The quite complex task will be to try to extract DNA from remains buried in the 15th century to match them with the mortal remains of Christopher Columbus or his lineage with one goal: to prove that the discoverer of America and Pedro Alvarez de Sotomayor were the same person and that, in fact, Columbus was Galician.

“The goal is not to prove that he was Galician, but to find the truth,” Carmen Garcia, researcher, and patron of this project told Efe, with which she intends to take giant steps to clarify the biggest mystery surrounding the figure of the discoverer: his place of origin, which according to Garcia is certain not to be Genoa, as is commonly believed.

With the restorer Jose Aguino and the archaeologist Andres Bonilla at the helm, and with the permission of both the Church and the Galician government’s Heritage, the sarcophagi were opened, which are estimated to belong to the grandfather of Pedro Alvarez de Sotomayor, who was named after him, and his mother, Constanza de Zuniga, inside which it is believed that the remains of both rested along with those of three other people.

With the restorer Jose Aguino and the archaeologist Andres Bonilla at the front, and with the permits of the Church and Heritage of the government of Galicia, the sarcophagi that are estimated to be of the grandfather of Pedro Alvarez de Sotomayor, and of his mother, Constanza de Zuniga, were opened, inside which it is believed that the remains of both rested along with those of three other people.

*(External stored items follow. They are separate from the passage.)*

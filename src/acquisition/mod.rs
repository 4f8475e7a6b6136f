//! 画像取得（パーミッション確認 → ピッカー/カメラ）
//!
//! どちらも非同期の境界として trait で切り出す。

mod camera;
mod permissions;
mod picker;

pub use camera::CommandCamera;
pub use permissions::{PermissionStatus, PolicyPermissions, StaticPermissions};
pub use picker::{PathPicker, PromptPicker, RoutedPicker};

use async_trait::async_trait;
use batikscan_common::{ImageSource, PickedAsset, PickerOptions};

use crate::error::Result;

#[async_trait]
pub trait PermissionGate: Send + Sync {
    async fn request(&self, source: ImageSource) -> PermissionStatus;
}

#[async_trait]
pub trait ImagePicker: Send + Sync {
    /// `Ok(None)` はユーザーによるキャンセル
    async fn pick(&self, source: ImageSource, options: &PickerOptions) -> Result<Option<PickedAsset>>;
}

#[async_trait]
impl<T: PermissionGate + ?Sized> PermissionGate for Box<T> {
    async fn request(&self, source: ImageSource) -> PermissionStatus {
        (**self).request(source).await
    }
}

#[async_trait]
impl<T: ImagePicker + ?Sized> ImagePicker for Box<T> {
    async fn pick(&self, source: ImageSource, options: &PickerOptions) -> Result<Option<PickedAsset>> {
        (**self).pick(source, options).await
    }
}
//! 分類結果の表示モデル
//!
//! バー幅は受信した値をそのまま使う（0-100、クランプしない）。

use serde::Serialize;

use crate::types::ClassificationResult;

/// アンダースコアを空白に置換（冪等）
pub fn display_label(label: &str) -> String {
    label.replace('_', " ")
}

/// 小数点以下2桁 + `%`
pub fn format_percent(value: f64) -> String {
    format!("{:.2}%", value)
}

#[derive(Debug, Clone, PartialEq, Serialize)]
#[serde(rename_all = "camelCase")]
pub struct ProbabilityRow {
    pub label: String,
    /// 0-100 スケールの塗りつぶし幅
    pub bar_width: f64,
    pub percent: String,
}

#[derive(Debug, Clone, PartialEq, Serialize)]
#[serde(rename_all = "camelCase")]
pub struct ResultView {
    /// 例: "Batik Kawung (87.50%)"
    pub headline: String,
    pub rows: Vec<ProbabilityRow>,
}

impl ResultView {
    pub fn from_result(result: &ClassificationResult) -> Self {
        let headline = format!(
            "{} ({})",
            display_label(&result.predicted_class),
            format_percent(result.confidence)
        );
        let rows = result
            .probabilities
            .iter()
            .map(|(label, value)| ProbabilityRow {
                label: display_label(label),
                bar_width: value,
                percent: format_percent(value),
            })
            .collect();
        Self { headline, rows }
    }

    /// 端末表示用のバー（`cells` 文字幅）
    ///
    /// 描画できない範囲だけ 0..=cells に収める。モデル側の値は変更しない。
    pub fn text_bar(row: &ProbabilityRow, cells: usize) -> String {
        let filled = ((row.bar_width / 100.0) * cells as f64).round();
        let filled = if filled.is_nan() { 0 } else { filled.clamp(0.0, cells as f64) as usize };
        format!("{}{}", "█".repeat(filled), "░".repeat(cells - filled))
    }
}
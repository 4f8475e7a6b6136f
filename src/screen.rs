//! 1画面分のコントローラ
//!
//! 取得 → 検証 → (ユーザー操作で) 送信 → 表示。
//! エラーはすべてこの層で Notice に変換し、外には出さない。

use batikscan_common::{
    validate_asset, ImageSource, Notice, PickerOptions, ResultView, ScreenState, StagedImage, SubmitOutcome,
};

use crate::acquisition::{ImagePicker, PermissionGate};
use crate::client::Classifier;

#[derive(Debug, Clone, PartialEq)]
pub enum AcquireOutcome {
    Staged(StagedImage),
    Cancelled,
    Notice(Notice),
}

#[derive(Debug, Clone, PartialEq)]
pub enum SubmitReport {
    /// 画像なし、または送信中
    Skipped,
    Completed(ResultView),
    /// 送信中に画像が差し替えられた
    Stale,
    Notice(Notice),
}

type BusyListener = Box<dyn Fn(bool) + Send + Sync>;

pub struct ScreenController<G, P, C> {
    state: ScreenState,
    permissions: G,
    picker: P,
    classifier: C,
    options: PickerOptions,
    busy_listener: Option<BusyListener>,
}

impl<G, P, C> ScreenController<G, P, C>
where
    G: PermissionGate,
    P: ImagePicker,
    C: Classifier,
{
    pub fn new(permissions: G, picker: P, classifier: C) -> Self {
        Self {
            state: ScreenState::new(),
            permissions,
            picker,
            classifier,
            options: PickerOptions::default(),
            busy_listener: None,
        }
    }

    /// busy 状態の変化を通知（スピナー表示用）
    pub fn with_busy_listener(mut self, listener: impl Fn(bool) + Send + Sync + 'static) -> Self {
        self.busy_listener = Some(Box::new(listener));
        self
    }

    pub fn state(&self) -> &ScreenState {
        &self.state
    }

    pub fn result_view(&self) -> Option<ResultView> {
        self.state.result().map(ResultView::from_result)
    }

    pub async fn acquire(&mut self, source: ImageSource) -> AcquireOutcome {
        let permission = self.permissions.request(source).await;
        if !permission.is_granted() {
            tracing::info!(%source, "permission denied");
            return AcquireOutcome::Notice(Notice::PermissionDenied);
        }

        let asset = match self.picker.pick(source, &self.options).await {
            Ok(Some(asset)) => asset,
            Ok(None) => {
                tracing::debug!(%source, "picker cancelled");
                return AcquireOutcome::Cancelled;
            }
            Err(e) => {
                tracing::warn!(%source, error = %e, "picker failed");
                return AcquireOutcome::Cancelled;
            }
        };

        match validate_asset(&asset) {
            Ok(staged) => {
                tracing::info!(uri = %staged.uri, extension = %staged.extension, "image staged");
                self.state.stage_image(staged.clone());
                AcquireOutcome::Staged(staged)
            }
            Err(e) => {
                tracing::info!(uri = %asset.uri, error = %e, "unsupported image format");
                AcquireOutcome::Notice(Notice::UnsupportedFormat)
            }
        }
    }

    pub async fn submit(&mut self) -> SubmitReport {
        let Some(ticket) = self.state.begin_submit() else {
            return SubmitReport::Skipped;
        };
        self.notify_busy(true);

        let response = self.classifier.classify(&ticket.image).await;

        let report = match response {
            Ok(result) => match self.state.end_submit_success(&ticket, result) {
                SubmitOutcome::Stored => match self.result_view() {
                    Some(view) => SubmitReport::Completed(view),
                    None => SubmitReport::Stale,
                },
                SubmitOutcome::Stale => SubmitReport::Stale,
            },
            Err(e) => {
                tracing::warn!(error = %e, "classification request failed");
                match self.state.end_submit_failure(&ticket) {
                    SubmitOutcome::Stored => SubmitReport::Notice(Notice::SubmissionFailed),
                    SubmitOutcome::Stale => SubmitReport::Stale,
                }
            }
        };
        self.notify_busy(false);
        report
    }

    fn notify_busy(&self, busy: bool) {
        if let Some(listener) = &self.busy_listener {
            listener(busy);
        }
    }
}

Pedro Alvarez de Sotomayor, nicknamed Pedro Madruga. (External source)

A Herculean task lies ahead, which, if successful, is not enough on its own. It needs to be complemented with the DNA of the Columbus family.

For this, the study carried out by Jose Antonio Lorente, professor of Forensic Medicine at the University of Granada (southern Spain), who in 2003 exhumed the tomb of Christopher Columbus in the cathedral of Seville, could be very useful, and who is waiting for answers now that forensic techniques have advanced as unthinkable since then.

Suppose Carmen Garcia understands that all this effort is worthwhile. In that case, it is because, after a six-year investigation, she believes she has gathered enough documents, “at least 44,” to affirm that Columbus is Pedro Alvarez de Sotomayor, nicknamed Pedro Madruga, a theory that other researchers maintain and that many others categorically reject.

In addition, Garcia assures, she has a trump card that for the moment she refuses to make public: “A document that I will reveal in due time, which speaks of something very characteristic of Christopher Columbus and that does not fit with a candidate chosen at random, it is something very characteristic of Columbus that Pedro Alvarez de Sotomayor also has.”

That Columbus is not Genoese is evident to this researcher, there are too many historical incompatibilities, she assures. However, she had not stopped to think about it until having read on the Internet some other theory according to which Columbus was Galician.

More out of curiosity than anything else, Garcia began to look for information: “It seemed so strange that I said: it can’t be, I was incredulous at first, but then, as with everything that shocks you, I began to investigate, and it was as if it were a trial, to look among the candidates who are more likely by evidence to be Christopher Columbus, so I started to look into it and saw that Pedro Alvarez de Sotomayor won by a landslide,” she says.

With a degree in Law and a diploma in Business Sciences, Garcia knows that her theory has many detractors, among them historians who are convinced that Pedro Madruga died in 1486, which would make her proposal unfeasible.

The answer, “if we are lucky,” could not take too long to arrive, perhaps in a couple of months, and if Carmen Garcia is indeed correct, we would be facing a truly historic moment.

“It would be a very important step. I want to make it clear that I am looking for the truth, regardless of whether I am Galician or not. All my data lead me to conclude that Columbus is Pedro Alvarez de Sotomayor, but if in the end he is not, that will also be declared,” she anticipates.

Carmen Garcia assures that Columbus “is not the heritage of one area or another” and that any information she can obtain from both the Sotomayor family and the Columbus family will be made public “in case it serves to rule out” continuing in the investigation.

The answer could begin to come, in principle, from the genetic laboratories that will analyze the remains of the Sotomayor lineage, the rest, Carmen Garcia trusts, “is a matter of time.”